This is a good start, but IMO it needs a bit more to be widely useful.

For me this would be an index that contains information about the start of each frame and where it is located in the stream.

This will have the stream seekable without having to read all data, and allow reading an arbitrary frame with only a few disk seeks.

What I could see is something like this...

[seekable stream indication with zero or more dictionaries]
[zstd frames]
[frame index]
For each non-skippable frame:
	* Absolute offset of beginning of frame
	* Compressed size of frame
	* Uncompressed Size
[index pointer]
	* Absolute offset of frame index, 8 bytes
[EOF]

Instead of adding only one dictionary, we instead upfront state that this stream is seekable. This could be a skippable frame as proposed, with some additional magic in the start to indicate that this is a seekable stream.
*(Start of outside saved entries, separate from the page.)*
#[tokio::test]
async fn test_constraints_resolve_foreign_keys() {
    let (fake, table) = setup();
    fake.respond(vec![
        constraint_row("employees_org_id_fkey", "FOREIGN KEY"),
        constraint_row("employees_person_id_fkey", "FOREIGN KEY"),
        constraint_row("employees_pkey", "PRIMARY KEY"),
    ]);
    fake.respond(vec![
        fk_row("employees_org_id_fkey", "org_id", 1, ("org", "id", Some("org_pkey"))),
        fk_row(
            "employees_person_id_fkey",
            "person_id",
            1,
            ("person", "id", Some("person_pkey")),
        ),
    ]);

    let constraints = table.constraints().await.unwrap();
    assert_eq!(constraints.len(), 3);

    let org = constraints[0].foreign_key.as_ref().unwrap();
    assert_eq!(org.referenced, TableIdent::new("app", "public", "org"));
    assert_eq!(org.referenced_constraint.as_deref(), Some("org_pkey"));
    assert_eq!(org.columns, vec!["org_id"]);
    assert_eq!(org.referenced_columns, vec!["id"]);
    assert_eq!(org.match_option.as_deref(), Some("NONE"));
    assert_eq!(org.update_rule.as_deref(), Some("NO ACTION"));
    assert_eq!(org.delete_rule.as_deref(), Some("CASCADE"));

    let person = constraints[1].foreign_key.as_ref().unwrap();
    assert_eq!(person.referenced.name, "person");

    assert_eq!(constraints[2].kind, ConstraintKind::PrimaryKey);
    assert_eq!(constraints[2].foreign_key, None);

    let calls = fake.calls();
    assert_eq!(calls.len(), 2);
    insta::assert_snapshot!(calls[1].sql, @r#"
    SELECT "con"."conname"::text AS "constraint_name", "a"."attname"::text AS "column_name", array_position("con"."conkey", "a"."attnum")::integer AS "ordinal_position", current_database()::text AS "referenced_catalog", "rn"."nspname"::text AS "referenced_schema", "rt"."relname"::text AS "referenced_name", "ra"."attname"::text AS "referenced_column", "uc"."conname"::text AS "referenced_constraint", "con"."confmatchtype"::text AS "match_option", "con"."confupdtype"::text AS "update_rule", "con"."confdeltype"::text AS "delete_rule"
    FROM "pg_catalog"."pg_constraint" "con"
    INNER JOIN "pg_catalog"."pg_class" "t" ON "t"."oid" = "con"."conrelid"
    INNER JOIN "pg_catalog"."pg_namespace" "n" ON "n"."oid" = "t"."relnamespace"
    INNER JOIN "pg_catalog"."pg_attribute" "a" ON "a"."attrelid" = "con"."conrelid"
    INNER JOIN "pg_catalog"."pg_class" "rt" ON "rt"."oid" = "con"."confrelid"
    INNER JOIN "pg_catalog"."pg_namespace" "rn" ON "rn"."oid" = "rt"."relnamespace"
    INNER JOIN "pg_catalog"."pg_attribute" "ra" ON "ra"."attrelid" = "con"."confrelid" AND array_position("con"."confkey", "ra"."attnum") = array_position("con"."conkey", "a"."attnum")
    LEFT JOIN "pg_catalog"."pg_constraint" "uc" ON "uc"."conrelid" = "con"."confrelid" AND "uc"."conindid" = "con"."conindid" AND "uc"."contype"::text IN ('p', 'u')
    WHERE current_database()::text = $1 AND "n"."nspname"::text = $2 AND "t"."relname"::text = $3 AND "con"."contype"::text = 'f' AND "con"."conname"::text IN ($4, $5)
    ORDER BY "con"."conname" ASC, array_position("con"."conkey", "a"."attnum") ASC
    "#);

    let mut expected = scope_args();
    expected.push(Value::from("employees_org_id_fkey"));
    expected.push(Value::from("employees_person_id_fkey"));
    assert_eq!(calls[1].args, expected);
}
We allow specifying 0 or even several dictionaries up front. We keep them here so they can be read without seeking.

At the end a mapping of uncompressed position -> file offset is created for each frame. The frame must start at the absolute offset and the content must match "Uncompressed Size" - this effectively acts as "Frame Content Size" of the frame.

The frame must be able to decode using "Uncompressed Size" bytes from the specified offset. This can be used for HTTP range requests, etc.

Finally a frame with the absolute offset of the index is added. With a skippable frame this should be a fixed size, so it can always be read by reading X bytes back from the EOF.

This will allow appending data, by simply adding the new index with the added frames, and the existing index will simply be skipped.

Decoding a "frame" can then be done by 1) reading from the start, parse the dictionaries 2) Seek to the end, read last 64KB for example 3) check we have read enough by checking the index pointer, decode it 4) Seek to the frame we want.

So at most 4, likely 3 seeks to decode at specific content offset, while maintaining fully stream-able writes. When it is impossible to seek, you will have to decode all frames just like the proposal, but you still get one or more dictionaries.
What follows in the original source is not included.